Your instructions:
Search the entries for the word "usize" and report each line that has it.

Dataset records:
_ _ _ _ _
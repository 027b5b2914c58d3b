//! Protocol constants
//!
//! Field widths and positions within the 11-bit frame identifier, plus the
//! size limits the framing format imposes.

/// Maximum payload bytes a single frame can carry.
pub const MAX_FRAME_PAYLOAD: usize = 8;

/// Maximum encoded message length before fragmentation.
///
/// Bounded by the 8-bit checksum coverage and the session buffer sizing.
pub const MAX_MESSAGE_LEN: usize = 255;

/// Type tag reserved for acknowledgment frames.
pub const ACK_TYPE_TAG: u8 = 0x7;

/// Priority carried by acknowledgment frames (the highest).
pub const ACK_PRIORITY: u8 = 0x3;

/// Address addressing every node on the bus.
pub const BROADCAST_ADDRESS: u8 = 0xF;

// ============================================================================
// Identifier bit layout (MSB -> LSB over 11 bits)
// ============================================================================

/// Bit position of the priority field.
pub const PRIORITY_SHIFT: u32 = 9;
/// Width mask of the priority field (2 bits).
pub const PRIORITY_MASK: u8 = 0x3;

/// Bit position of the address field.
pub const ADDRESS_SHIFT: u32 = 5;
/// Width mask of the address field (4 bits).
pub const ADDRESS_MASK: u8 = 0xF;

/// Bit position of the sequence field.
pub const SEQUENCE_SHIFT: u32 = 3;
/// Width mask of the sequence field (2 bits).
pub const SEQUENCE_MASK: u8 = 0x3;

/// Width mask of the type tag field (3 bits, no shift).
pub const TYPE_TAG_MASK: u8 = 0x7;
//! The canlink node: retrying sender, polling receiver, configuration.

use std::sync::atomic::{AtomicU8, Ordering};
use std::sync::{Arc, Mutex};
use std::time::{Duration, Instant};

use canlink_protocol::{
    fragment_message, BusMessage, Frame, SequenceKind, ACK_TYPE_TAG, MAX_FRAME_PAYLOAD,
};
use serde::{Deserialize, Serialize};

use crate::ack::{AckKey, AckTable};
use crate::bus::{Bus, BusError};
use crate::error::{RegistryError, SendError};
use crate::reassembly::Reassembler;
use crate::registry::HandlerRegistry;

/// How long a data frame may wait for bus arbitration.
pub const FRAME_TX_TIMEOUT: Duration = Duration::from_millis(100);
/// How long one attempt waits for its end-to-end acknowledgment.
pub const ACK_WAIT_TIMEOUT: Duration = Duration::from_millis(100);
/// How long an acknowledgment frame may wait for bus arbitration.
pub const ACK_TX_TIMEOUT: Duration = Duration::from_millis(20);
/// How long [`CanNode::poll_once`] waits for an inbound frame.
pub const POLL_RX_TIMEOUT: Duration = Duration::from_millis(10);

/// Construction-time node configuration.
#[derive(Debug, Clone, Serialize, Deserialize)]
pub struct NodeConfig {
    /// Acknowledgment retries per send. 0 disables acknowledgments
    /// entirely: every send completes as soon as its frames are out.
    pub retry_limit: u8,
}

impl Default for NodeConfig {
    fn default() -> Self {
        NodeConfig { retry_limit: 3 }
    }
}

type ErrorCallback = Arc<dyn Fn(u8, u8) + Send + Sync>;

/// A protocol node bound to one bus endpoint.
///
/// All shared state is mutex-guarded, so an `Arc<CanNode<B>>` can be polled
/// from one thread while others send concurrently. [`CanNode::send`] blocks
/// its caller; the acknowledgment it waits for only arrives if some other
/// context keeps calling [`CanNode::poll_once`] in the meantime. There is
/// no cancellation: a send runs to success, transport failure, or retry
/// exhaustion.
pub struct CanNode<B: Bus> {
    bus: B,
    retry_limit: AtomicU8,
    error_callback: Mutex<Option<ErrorCallback>>,
    registry: Mutex<HandlerRegistry>,
    reassembler: Mutex<Reassembler>,
    acks: AckTable,
}

impl<B: Bus> CanNode<B> {
    /// Create a node with the default configuration.
    pub fn new(bus: B) -> Self {
        Self::with_config(bus, NodeConfig::default())
    }

    /// Create a node with an explicit configuration.
    pub fn with_config(bus: B, config: NodeConfig) -> Self {
        CanNode {
            bus,
            retry_limit: AtomicU8::new(config.retry_limit),
            error_callback: Mutex::new(None),
            registry: Mutex::new(HandlerRegistry::new()),
            reassembler: Mutex::new(Reassembler::new()),
            acks: AckTable::new(),
        }
    }

    /// Set the number of acknowledgment retries per send (0 = no
    /// acknowledgment expected).
    pub fn set_retry_limit(&self, limit: u8) {
        self.retry_limit.store(limit, Ordering::Relaxed);
    }

    /// Install the callback invoked with (type tag, address) on transmit
    /// failure or retry exhaustion.
    pub fn on_error<F>(&self, callback: F)
    where
        F: Fn(u8, u8) + Send + Sync + 'static,
    {
        *self.error_callback.lock().unwrap() = Some(Arc::new(callback));
    }

    /// Bind a handler for message type `M`.
    ///
    /// Re-registration silently replaces the previous handler for the tag.
    pub fn on_receive<M, F>(&self, handler: F) -> Result<(), RegistryError>
    where
        M: BusMessage,
        F: Fn(M) + Send + Sync + 'static,
    {
        self.registry.lock().unwrap().register::<M, F>(handler)
    }

    /// Send `message` to `address` with the given priority.
    ///
    /// Messages longer than [`MAX_FRAME_PAYLOAD`] bytes are fragmented and
    /// acknowledged end-to-end: the call blocks until the acknowledgment
    /// arrives or the retry budget is spent, retransmitting the whole
    /// fragment sequence on each attempt (the protocol has no per-fragment
    /// acknowledgment). Single-frame messages, and any send with a retry
    /// limit of 0, complete as soon as the frames are on the bus.
    pub fn send<M: BusMessage>(
        &self,
        priority: u8,
        address: u8,
        message: &M,
    ) -> Result<(), SendError> {
        let payload = message.encode();
        let frames = fragment_message(priority, address, M::TYPE_TAG, &payload)?;
        let id = frames[0].id();
        let retry_limit = self.retry_limit.load(Ordering::Relaxed);
        let await_ack = payload.len() > MAX_FRAME_PAYLOAD && retry_limit > 0;

        let key: AckKey = (id.address, id.type_tag);
        if await_ack {
            // Armed before the first frame goes out so an acknowledgment
            // racing ahead of the wait below is not lost.
            self.acks.arm(key);
        }

        let mut attempts: u8 = 0;
        loop {
            for frame in &frames {
                if let Err(err) = self.bus.transmit(frame, FRAME_TX_TIMEOUT) {
                    if await_ack {
                        self.acks.disarm(key);
                    }
                    self.notify_error(id.type_tag, id.address);
                    return Err(SendError::Transport(err));
                }
            }
            if !await_ack {
                return Ok(());
            }
            if self.acks.wait(key, ACK_WAIT_TIMEOUT) {
                self.acks.disarm(key);
                return Ok(());
            }
            attempts += 1;
            if attempts > retry_limit {
                break;
            }
            log::debug!(
                "no acknowledgment for tag {} from address {}, retry {}/{}",
                id.type_tag,
                id.address,
                attempts,
                retry_limit
            );
        }

        self.acks.disarm(key);
        self.notify_error(id.type_tag, id.address);
        Err(SendError::AckTimeout {
            type_tag: id.type_tag,
            address: id.address,
        })
    }

    /// Service at most one inbound frame.
    ///
    /// Non-blocking apart from a short internal wait ([`POLL_RX_TIMEOUT`])
    /// for a frame to arrive. Returns `Ok(true)` when a frame was handled,
    /// `Ok(false)` when nothing arrived. Must be invoked repeatedly by the
    /// host.
    pub fn poll_once(&self) -> Result<bool, BusError> {
        let frame = match self.bus.receive(POLL_RX_TIMEOUT)? {
            Some(frame) => frame,
            None => return Ok(false),
        };
        let id = frame.id();

        if id.type_tag == ACK_TYPE_TAG {
            let acked = frame.data().first().copied().unwrap_or(0);
            if !self.acks.complete((id.address, acked)) {
                log::trace!("acknowledgment for tag {} with no waiting send", acked);
            }
            return Ok(true);
        }

        match id.sequence {
            SequenceKind::Single => self.dispatch(id.type_tag, frame.data()),
            _ => {
                let now = Instant::now();
                let completed = {
                    let mut reassembler = self.reassembler.lock().unwrap();
                    let completed = reassembler.handle_frame(id, frame.data(), now);
                    reassembler.purge_expired(now);
                    completed
                };
                if let Some(payload) = completed {
                    self.dispatch(id.type_tag, &payload);
                    self.send_ack(id.address, id.type_tag);
                }
            }
        }
        Ok(true)
    }

    fn dispatch(&self, tag: u8, payload: &[u8]) {
        let handler = self.registry.lock().unwrap().handler(tag);
        match handler {
            Some(handler) => handler(payload),
            None => log::trace!("no handler registered for tag {}", tag),
        }
    }

    fn send_ack(&self, address: u8, type_tag: u8) {
        let frame = Frame::ack(address, type_tag);
        if let Err(err) = self.bus.transmit(&frame, ACK_TX_TIMEOUT) {
            log::warn!("failed to transmit acknowledgment for tag {}: {}", type_tag, err);
        }
    }

    fn notify_error(&self, type_tag: u8, address: u8) {
        let callback = self.error_callback.lock().unwrap().clone();
        if let Some(callback) = callback {
            callback(type_tag, address);
        }
    }
}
_ _ _ _ _
Response box:
pub const MAX_FRAME_PAYLOAD: usize = 8;
pub const MAX_MESSAGE_LEN: usize = 255;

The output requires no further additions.